Такъ продолжалось нѣсколько недѣль. М-ръ Домби представлялъ на своей постели слабое подобіе человѣка, говорившаго такимъ тихимъ голосомъ, что его можно было разслышать не иначе, какъ прислонившись ухомъ къ его губамъ. Мало-по-малу онъ успокоился. Его, очевидно, начинало забавлять, что онъ лежитъ здѣсь подлѣ открытаго окна, смотритъ поутру на лѣтнее небо и деревья, любуется вечеромъ закатомъ солнца и наблюдаетъ съ какой-то симпатіей тѣни облаковъ и листьевъ. Это въ самомъ дѣлѣ забавно: свѣтъ и жизнь никогда ему не представлялись съ этой точки зрѣнія, и было ясно, что м-ръ Домби возрождается къ новому бытію.

Онъ началъ теперь обнаруживать, что усталость Флоренсы его безпокоитъ, и часто, подозвавъ ее къ себѣ, говорилъ:

— Ступай, моя милая, отдохни, погуляй. Свѣжій воздухъ для тебя необходимъ. Ступай къ своему доброму мужу!

Однажды, когда Вальтеръ былъ въ его комнатѣ, онъ подозвалъ его къ себѣ и, крѣпко пожимая его руку, увѣрялъ, что можетъ умереть спокойно, такъ какъ ему извѣстно, что Флоренса съ нимъ всегда будетъ счастлива.

Разъ вечеромъ, на закатѣ солнца, Флоренса и Вальтеръ сидѣли въ его комнатѣ, такъ какъ онъ иривыкъ ихъ видѣть вмѣстѣ. Флоренса няньчила своего ребенка и, убаюкивая его, запѣла ту самую пѣсню, которую такъ часто слышалъ отъ нея умершій братъ. М-ръ Домби не выдержалъ, онъ протянулъ къ дочери трепещущую руку и просилъ перестать; но на другой и въ слѣдующіе дни онъ самъ просилъ ее повторять какъ можно чаще этотъ романсъ, и онъ вслушивался въ голосъ дочери, отвернувъ отъ нея свое лицо.

Флоренса сидѣла y окна съ своей рабочей корзинкой, между тѣмъ какъ Сусанна, ея неразлучная спутница, расположилась противъ нея со своимъ шитьемъ.

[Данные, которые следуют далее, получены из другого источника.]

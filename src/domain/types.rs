// ==========================================
// 轧线排程校验系统 - 领域类型定义
// ==========================================
// 职责: 封闭集类型 (产品类型/成分/特殊代码) 与日期区间
// 红线: 规则常量 (调机上限/幅宽裕量) 随类型定义, 不散落引擎
// ==========================================

use chrono::NaiveDate;
use serde::{Deserialize, Serialize};
use std::fmt;

// ==========================================
// 产品类型 (Product Type)
// ==========================================
// 封闭集: plate / lenti
#[derive(Debug, Clone, Copy, PartialEq, Eq, Hash, Serialize, Deserialize)]
#[serde(rename_all = "lowercase")]
pub enum ProductType {
    Plate, // 平板
    Lenti, // 花纹板
}

impl ProductType {
    /// 从目录字符串解析产品类型
    pub fn from_code(s: &str) -> Option<Self> {
        match s.trim() {
            "plate" => Some(ProductType::Plate),
            "lenti" => Some(ProductType::Lenti),
            _ => None,
        }
    }

    /// mfg_width 相对 width 的最小裕量 (mm)
    ///
    /// # 规则
    /// - lenti: 至少 70mm
    /// - plate: 至少 50mm
    pub fn min_mfg_margin(&self) -> u32 {
        match self {
            ProductType::Plate => 50,
            ProductType::Lenti => 70,
        }
    }
}

impl fmt::Display for ProductType {
    fn fmt(&self, f: &mut fmt::Formatter<'_>) -> fmt::Result {
        match self {
            ProductType::Plate => write!(f, "plate"),
            ProductType::Lenti => write!(f, "lenti"),
        }
    }
}

// ==========================================
// 成分标签 (Composition)
// ==========================================
// 封闭集: 0% / 8% / 100%
// 规则关注点: 非 0% → 0% 的切换需要调机
#[derive(Debug, Clone, Copy, PartialEq, Eq, Hash, Serialize, Deserialize)]
pub enum Composition {
    #[serde(rename = "0%")]
    Zero,
    #[serde(rename = "8%")]
    Eight,
    #[serde(rename = "100%")]
    Hundred,
}

impl Composition {
    /// 从目录字符串解析成分标签
    pub fn from_label(s: &str) -> Option<Self> {
        match s.trim() {
            "0%" => Some(Composition::Zero),
            "8%" => Some(Composition::Eight),
            "100%" => Some(Composition::Hundred),
            _ => None,
        }
    }
}

impl fmt::Display for Composition {
    fn fmt(&self, f: &mut fmt::Formatter<'_>) -> fmt::Result {
        match self {
            Composition::Zero => write!(f, "0%"),
            Composition::Eight => write!(f, "8%"),
            Composition::Hundred => write!(f, "100%"),
        }
    }
}

// ==========================================
// 调机种类 (Tune Kind)
// ==========================================
// tune_8: 同型换宽/成分切换前的短调机
// tune_48: 产品类型变更前的长调机
#[derive(Debug, Clone, Copy, PartialEq, Eq, Hash, Serialize, Deserialize)]
pub enum TuneKind {
    Tune8,
    Tune48,
}

impl TuneKind {
    /// 对应的 order_code / product_code 字面值
    pub fn code(&self) -> &'static str {
        match self {
            TuneKind::Tune8 => "tune_8",
            TuneKind::Tune48 => "tune_48",
        }
    }

    /// 单条排程项的调机时数上限
    pub fn entry_hour_cap(&self) -> u32 {
        match self {
            TuneKind::Tune8 => 8,
            TuneKind::Tune48 => 24,
        }
    }

    /// 单次调机过程的累计时数上限 (同时是生效所需的准确时数)
    pub fn episode_hour_cap(&self) -> u32 {
        match self {
            TuneKind::Tune8 => 8,
            TuneKind::Tune48 => 48,
        }
    }

    /// 另一种调机 (不可紧邻衔接)
    pub fn opposite(&self) -> TuneKind {
        match self {
            TuneKind::Tune8 => TuneKind::Tune48,
            TuneKind::Tune48 => TuneKind::Tune8,
        }
    }
}

impl fmt::Display for TuneKind {
    fn fmt(&self, f: &mut fmt::Formatter<'_>) -> fmt::Result {
        write!(f, "{}", self.code())
    }
}

// ==========================================
// 排程项种类 (Entry Kind)
// ==========================================
// order_code 按特殊代码分流: stop / tune_8 / tune_48 / 普通订单
#[derive(Debug, Clone, Copy, PartialEq, Eq)]
pub enum EntryKind {
    Production,
    Stop,
    Tune(TuneKind),
}

impl EntryKind {
    /// 按 order_code 判定排程项种类
    pub fn of(order_code: &str) -> EntryKind {
        match order_code {
            "stop" => EntryKind::Stop,
            "tune_8" => EntryKind::Tune(TuneKind::Tune8),
            "tune_48" => EntryKind::Tune(TuneKind::Tune48),
            _ => EntryKind::Production,
        }
    }
}

// ==========================================
// 日期区间 (Date Window)
// ==========================================
// 排程应完整覆盖 [start, end] (含端点)
#[derive(Debug, Clone, Copy, PartialEq, Eq, Serialize, Deserialize)]
pub struct DateWindow {
    pub start: NaiveDate,
    pub end: NaiveDate,
}

impl DateWindow {
    pub fn new(start: NaiveDate, end: NaiveDate) -> Self {
        Self { start, end }
    }

    /// 从 "YYYY-MM-DD" 字符串对解析日期区间
    pub fn parse(start: &str, end: &str) -> Result<Self, chrono::ParseError> {
        Ok(Self {
            start: NaiveDate::parse_from_str(start, "%Y-%m-%d")?,
            end: NaiveDate::parse_from_str(end, "%Y-%m-%d")?,
        })
    }

    /// 日期是否落在区间内 (含端点)
    pub fn contains(&self, date: NaiveDate) -> bool {
        self.start <= date && date <= self.end
    }

    /// 区间内全部日期 (升序, 含端点)
    pub fn days(&self) -> impl Iterator<Item = NaiveDate> + '_ {
        self.start.iter_days().take_while(move |d| *d <= self.end)
    }
}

М-ръ Домби заснулъ. Былъ прекрасный лѣтній вечеръ, и еще два часа оставалось до сумерекъ. Флоренса задумалась. Ей пришли въ голову тѣ минуты, когда отецъ первый разъ представилъ ее своей прекрасной невѣстѣ. Въ комнату вошелъ Вальтеръ.

— Послушай, душенька, — сказалъ онъ, слегка дотрагиваясь до ея плеча, — съ тобой хотятъ поговорить.

— Не случилось ли чего, мой другъ? — спросила Флоренса, испуганная, какъ ей показалось, встревоженнымъ видомъ своего мужа.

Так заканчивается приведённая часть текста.